Records drawn from a dataset
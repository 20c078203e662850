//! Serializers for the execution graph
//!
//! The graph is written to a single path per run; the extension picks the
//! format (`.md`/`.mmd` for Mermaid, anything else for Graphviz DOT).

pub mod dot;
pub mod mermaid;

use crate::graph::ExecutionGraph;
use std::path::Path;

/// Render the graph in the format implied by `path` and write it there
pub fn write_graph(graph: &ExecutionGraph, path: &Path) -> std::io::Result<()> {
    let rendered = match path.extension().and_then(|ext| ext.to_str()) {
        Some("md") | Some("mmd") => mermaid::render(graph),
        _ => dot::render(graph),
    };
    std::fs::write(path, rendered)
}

---

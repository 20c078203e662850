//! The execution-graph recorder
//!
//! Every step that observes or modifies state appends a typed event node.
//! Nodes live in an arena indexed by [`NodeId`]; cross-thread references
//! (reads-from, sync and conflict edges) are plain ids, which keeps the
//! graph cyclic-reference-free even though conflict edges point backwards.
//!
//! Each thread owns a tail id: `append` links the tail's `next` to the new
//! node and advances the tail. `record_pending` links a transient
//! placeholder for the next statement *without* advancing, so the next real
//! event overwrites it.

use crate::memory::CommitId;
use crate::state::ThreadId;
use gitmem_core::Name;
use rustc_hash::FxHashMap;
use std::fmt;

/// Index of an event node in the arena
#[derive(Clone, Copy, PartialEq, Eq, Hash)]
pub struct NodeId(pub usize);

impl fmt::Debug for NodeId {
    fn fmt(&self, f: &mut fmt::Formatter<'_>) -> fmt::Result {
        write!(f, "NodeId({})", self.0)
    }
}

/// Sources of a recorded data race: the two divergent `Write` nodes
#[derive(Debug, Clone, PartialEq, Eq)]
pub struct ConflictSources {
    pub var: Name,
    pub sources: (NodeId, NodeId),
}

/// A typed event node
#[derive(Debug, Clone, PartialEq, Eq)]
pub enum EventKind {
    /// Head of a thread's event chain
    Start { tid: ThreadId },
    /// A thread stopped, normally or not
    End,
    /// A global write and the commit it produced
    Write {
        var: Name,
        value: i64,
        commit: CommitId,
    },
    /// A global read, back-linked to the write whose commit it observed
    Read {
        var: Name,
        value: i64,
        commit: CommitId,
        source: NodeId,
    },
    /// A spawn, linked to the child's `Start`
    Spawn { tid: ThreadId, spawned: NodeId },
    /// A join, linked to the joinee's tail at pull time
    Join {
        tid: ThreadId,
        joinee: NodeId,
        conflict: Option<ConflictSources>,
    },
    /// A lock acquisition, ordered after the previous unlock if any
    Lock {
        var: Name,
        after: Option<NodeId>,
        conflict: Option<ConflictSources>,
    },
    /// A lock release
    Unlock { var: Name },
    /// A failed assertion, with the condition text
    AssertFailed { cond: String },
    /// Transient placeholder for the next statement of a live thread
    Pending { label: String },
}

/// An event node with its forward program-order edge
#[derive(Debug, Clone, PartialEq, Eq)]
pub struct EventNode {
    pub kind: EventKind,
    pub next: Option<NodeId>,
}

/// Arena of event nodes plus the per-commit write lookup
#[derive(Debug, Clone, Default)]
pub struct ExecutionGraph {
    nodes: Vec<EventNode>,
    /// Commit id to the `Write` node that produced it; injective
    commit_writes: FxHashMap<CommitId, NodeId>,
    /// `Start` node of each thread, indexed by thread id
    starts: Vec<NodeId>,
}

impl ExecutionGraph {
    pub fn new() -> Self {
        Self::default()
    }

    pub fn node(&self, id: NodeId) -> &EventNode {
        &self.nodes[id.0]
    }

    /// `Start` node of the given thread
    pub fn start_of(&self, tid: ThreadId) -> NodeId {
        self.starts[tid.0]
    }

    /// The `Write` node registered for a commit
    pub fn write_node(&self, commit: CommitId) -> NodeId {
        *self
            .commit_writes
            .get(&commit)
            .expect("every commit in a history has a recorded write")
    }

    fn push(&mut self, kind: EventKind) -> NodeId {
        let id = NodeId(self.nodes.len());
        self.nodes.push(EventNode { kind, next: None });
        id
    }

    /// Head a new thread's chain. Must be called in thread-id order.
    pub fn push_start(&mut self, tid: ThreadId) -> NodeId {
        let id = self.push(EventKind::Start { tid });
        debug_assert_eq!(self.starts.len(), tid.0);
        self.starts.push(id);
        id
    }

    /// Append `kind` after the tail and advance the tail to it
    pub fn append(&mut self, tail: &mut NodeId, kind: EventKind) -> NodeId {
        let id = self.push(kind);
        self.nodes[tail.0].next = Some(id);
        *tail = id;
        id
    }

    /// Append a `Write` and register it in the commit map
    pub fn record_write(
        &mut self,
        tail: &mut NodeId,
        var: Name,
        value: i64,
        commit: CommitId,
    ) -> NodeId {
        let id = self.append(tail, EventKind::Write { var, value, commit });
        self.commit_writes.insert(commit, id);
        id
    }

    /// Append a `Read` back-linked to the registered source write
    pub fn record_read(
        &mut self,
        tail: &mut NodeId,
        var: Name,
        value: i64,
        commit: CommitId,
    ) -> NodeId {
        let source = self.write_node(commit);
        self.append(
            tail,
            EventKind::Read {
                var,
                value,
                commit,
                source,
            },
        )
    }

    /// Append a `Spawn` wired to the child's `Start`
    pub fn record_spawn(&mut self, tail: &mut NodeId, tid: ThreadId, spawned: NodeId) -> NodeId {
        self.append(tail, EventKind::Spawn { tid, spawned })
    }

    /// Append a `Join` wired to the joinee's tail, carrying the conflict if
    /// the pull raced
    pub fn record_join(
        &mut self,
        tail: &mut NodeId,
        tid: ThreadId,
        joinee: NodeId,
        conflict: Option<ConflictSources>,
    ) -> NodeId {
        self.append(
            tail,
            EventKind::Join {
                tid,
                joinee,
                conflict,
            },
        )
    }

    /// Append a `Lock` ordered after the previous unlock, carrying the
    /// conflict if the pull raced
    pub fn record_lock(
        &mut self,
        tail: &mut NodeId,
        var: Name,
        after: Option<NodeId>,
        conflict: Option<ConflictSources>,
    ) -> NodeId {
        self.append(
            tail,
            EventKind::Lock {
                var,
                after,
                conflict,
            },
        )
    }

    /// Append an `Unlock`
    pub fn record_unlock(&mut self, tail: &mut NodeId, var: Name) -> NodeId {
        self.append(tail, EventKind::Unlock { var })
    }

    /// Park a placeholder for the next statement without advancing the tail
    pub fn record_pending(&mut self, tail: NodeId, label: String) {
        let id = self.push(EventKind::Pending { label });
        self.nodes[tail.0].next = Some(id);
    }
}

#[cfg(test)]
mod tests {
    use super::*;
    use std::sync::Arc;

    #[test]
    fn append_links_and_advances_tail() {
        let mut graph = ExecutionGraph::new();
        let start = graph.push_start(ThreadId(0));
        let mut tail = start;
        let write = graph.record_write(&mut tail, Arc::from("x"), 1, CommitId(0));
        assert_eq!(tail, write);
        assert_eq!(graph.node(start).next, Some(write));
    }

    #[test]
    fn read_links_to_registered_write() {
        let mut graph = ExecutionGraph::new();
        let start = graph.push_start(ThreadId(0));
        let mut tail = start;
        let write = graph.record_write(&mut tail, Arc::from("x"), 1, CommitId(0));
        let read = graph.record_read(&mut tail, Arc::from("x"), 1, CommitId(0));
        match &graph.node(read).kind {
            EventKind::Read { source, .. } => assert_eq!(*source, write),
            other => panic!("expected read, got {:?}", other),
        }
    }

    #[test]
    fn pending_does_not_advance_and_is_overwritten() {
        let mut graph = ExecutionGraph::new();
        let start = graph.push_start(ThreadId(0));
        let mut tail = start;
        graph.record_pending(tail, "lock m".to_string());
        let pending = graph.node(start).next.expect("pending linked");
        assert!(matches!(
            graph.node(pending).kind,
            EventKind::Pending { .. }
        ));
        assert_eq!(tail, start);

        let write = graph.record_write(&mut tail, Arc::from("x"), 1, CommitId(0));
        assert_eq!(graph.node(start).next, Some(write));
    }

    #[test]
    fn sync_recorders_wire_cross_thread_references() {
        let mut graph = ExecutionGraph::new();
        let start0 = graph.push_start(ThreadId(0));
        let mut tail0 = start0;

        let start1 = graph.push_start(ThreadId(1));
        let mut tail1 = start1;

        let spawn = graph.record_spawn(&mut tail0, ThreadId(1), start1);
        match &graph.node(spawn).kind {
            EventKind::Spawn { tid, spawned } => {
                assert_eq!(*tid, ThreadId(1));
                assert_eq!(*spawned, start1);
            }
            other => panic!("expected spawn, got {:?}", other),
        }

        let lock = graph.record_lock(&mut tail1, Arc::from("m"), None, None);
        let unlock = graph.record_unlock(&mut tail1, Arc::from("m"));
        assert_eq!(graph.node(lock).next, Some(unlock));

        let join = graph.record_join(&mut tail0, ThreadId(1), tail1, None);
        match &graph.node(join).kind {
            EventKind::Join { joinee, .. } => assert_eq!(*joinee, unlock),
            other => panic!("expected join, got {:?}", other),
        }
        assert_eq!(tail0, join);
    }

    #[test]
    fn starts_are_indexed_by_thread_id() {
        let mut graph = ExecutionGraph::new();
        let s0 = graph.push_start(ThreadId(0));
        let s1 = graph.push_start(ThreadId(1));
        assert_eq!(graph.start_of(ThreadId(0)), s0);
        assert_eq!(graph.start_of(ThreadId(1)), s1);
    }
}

- What the task requires:
Transcribe each line of the data above, unaltered, from the one where "the execution graph" appears to the one where "write it there" appears, inclusive of both.

- Response:
//! Serializers for the execution graph
//!
//! The graph is written to a single path per run; the extension picks the
//! format (`.md`/`.mmd` for Mermaid, anything else for Graphviz DOT).

pub mod dot;
pub mod mermaid;

use crate::graph::ExecutionGraph;
use std::path::Path;

/// Render the graph in the format implied by `path` and write it there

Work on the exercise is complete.